Input records »
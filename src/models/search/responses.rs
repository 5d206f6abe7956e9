use crate::models::courses::entities::Course;
use crate::models::departments::entities::Department;
use crate::models::professors::entities::Professor;
use serde::Serialize;
use ts_rs::TS;

// 搜索结果：命中的实体分组返回
#[derive(Debug, Default, Serialize, TS)]
#[ts(export, export_to = "../frontend/src/types/generated/search.ts")]
pub struct SearchResponse {
    pub departments: Vec<Department>,
    pub courses: Vec<Course>,
    pub professors: Vec<Professor>,
}

// 建议条目的实体类型
#[derive(Debug, Clone, Copy, Serialize, PartialEq, TS)]
#[serde(rename_all = "snake_case")]
#[ts(export, export_to = "../frontend/src/types/generated/search.ts")]
pub enum SuggestionEntityType {
    Department,
    Course,
    Professor,
}

// 输入联想的单条建议
#[derive(Debug, Clone, Serialize, TS)]
#[ts(export, export_to = "../frontend/src/types/generated/search.ts")]
pub struct Suggestion {
    pub id: i64,
    pub display_text: String,
    pub subtext: String,
    pub entity_type: SuggestionEntityType,
}

#[derive(Debug, Serialize, TS)]
#[ts(export, export_to = "../frontend/src/types/generated/search.ts")]
pub struct SuggestionsResponse {
    pub suggestions: Vec<Suggestion>,
}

Problem details » Exactly as written above, copy every line.

Reply »
filename src/models/search/responses.rs
repository 5d206f6abe7956e9
use crate::models::courses::entities::Course;
use crate::models::departments::entities::Department;
use crate::models::professors::entities::Professor;
use serde::Serialize;
use ts_rs::TS;

// 搜索结果：命中的实体分组返回
#[derive(Debug, Default, Serialize, TS)]
#[ts(export, export_to = "../frontend/src/types/generated/search.ts")]
pub struct SearchResponse {
    pub departments: Vec<Department>,
    pub courses: Vec<Course>,
    pub professors: Vec<Professor>,
}

// 建议条目的实体类型
#[derive(Debug, Clone, Copy, Serialize, PartialEq, TS)]
#[serde(rename_all = "snake_case")]
#[ts(export, export_to = "../frontend/src/types/generated/search.ts")]
pub enum SuggestionEntityType {
    Department,
    Course,
    Professor,
}

// 输入联想的单条建议
#[derive(Debug, Clone, Serialize, TS)]
#[ts(export, export_to = "../frontend/src/types/generated/search.ts")]
pub struct Suggestion {
    pub id: i64,
    pub display_text: String,
    pub subtext: String,
    pub entity_type: SuggestionEntityType,
}

#[derive(Debug, Serialize, TS)]
#[ts(export, export_to = "../frontend/src/types/generated/search.ts")]
pub struct SuggestionsResponse {
    pub suggestions: Vec<Suggestion>,
}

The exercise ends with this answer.